Stored data entries ▸
--- START ---
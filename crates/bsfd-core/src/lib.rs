//! # bsfd-core
//!
//! Core types, error definitions and settings for bsfd.
//!
//! This crate provides the building blocks shared across the other crates
//! in the workspace: type aliases, the error enum with its `ensure!`
//! macro, and the process-wide [`Settings`].

#![warn(missing_docs)]
#![forbid(unsafe_code)]

// ── Public modules ───────────────────────────────────────────────────────────

/// Error types and the `ensure!` macro.
pub mod errors;

/// Process-wide defaults (grid resolution, Theta day basis).
pub mod settings;

// ── Primitive type aliases ────────────────────────────────────────────────────

/// Floating-point type used throughout the library.
pub type Real = f64;

/// Alias used for array sizes / indices.
pub type Size = usize;

/// A rate expressed as a decimal (e.g. 0.05 = 5 %).
pub type Rate = Real;

/// A price or value.
pub type Price = Real;

/// A volatility level expressed as a decimal.
pub type Volatility = Real;

/// A time measurement in years.
pub type Time = Real;

// ── Re-exports for convenience ────────────────────────────────────────────────

pub use errors::{Error, Result};
pub use settings::Settings;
--- END ---
Problem description ▸ A verbatim copy of all the records is required. Write it out in full.

Output below ▸
filename crates/bsfd-core/src/lib.rs
//! # bsfd-core
//!
//! Core types, error definitions and settings for bsfd.
//!
//! This crate provides the building blocks shared across the other crates
//! in the workspace: type aliases, the error enum with its `ensure!`
//! macro, and the process-wide [`Settings`].

#![warn(missing_docs)]
#![forbid(unsafe_code)]

// ── Public modules ───────────────────────────────────────────────────────────

/// Error types and the `ensure!` macro.
pub mod errors;

/// Process-wide defaults (grid resolution, Theta day basis).
pub mod settings;

// ── Primitive type aliases ────────────────────────────────────────────────────

/// Floating-point type used throughout the library.
pub type Real = f64;

/// Alias used for array sizes / indices.
pub type Size = usize;

/// A rate expressed as a decimal (e.g. 0.05 = 5 %).
pub type Rate = Real;

/// A price or value.
pub type Price = Real;

/// A volatility level expressed as a decimal.
pub type Volatility = Real;

/// A time measurement in years.
pub type Time = Real;

// ── Re-exports for convenience ────────────────────────────────────────────────

pub use errors::{Error, Result};
pub use settings::Settings;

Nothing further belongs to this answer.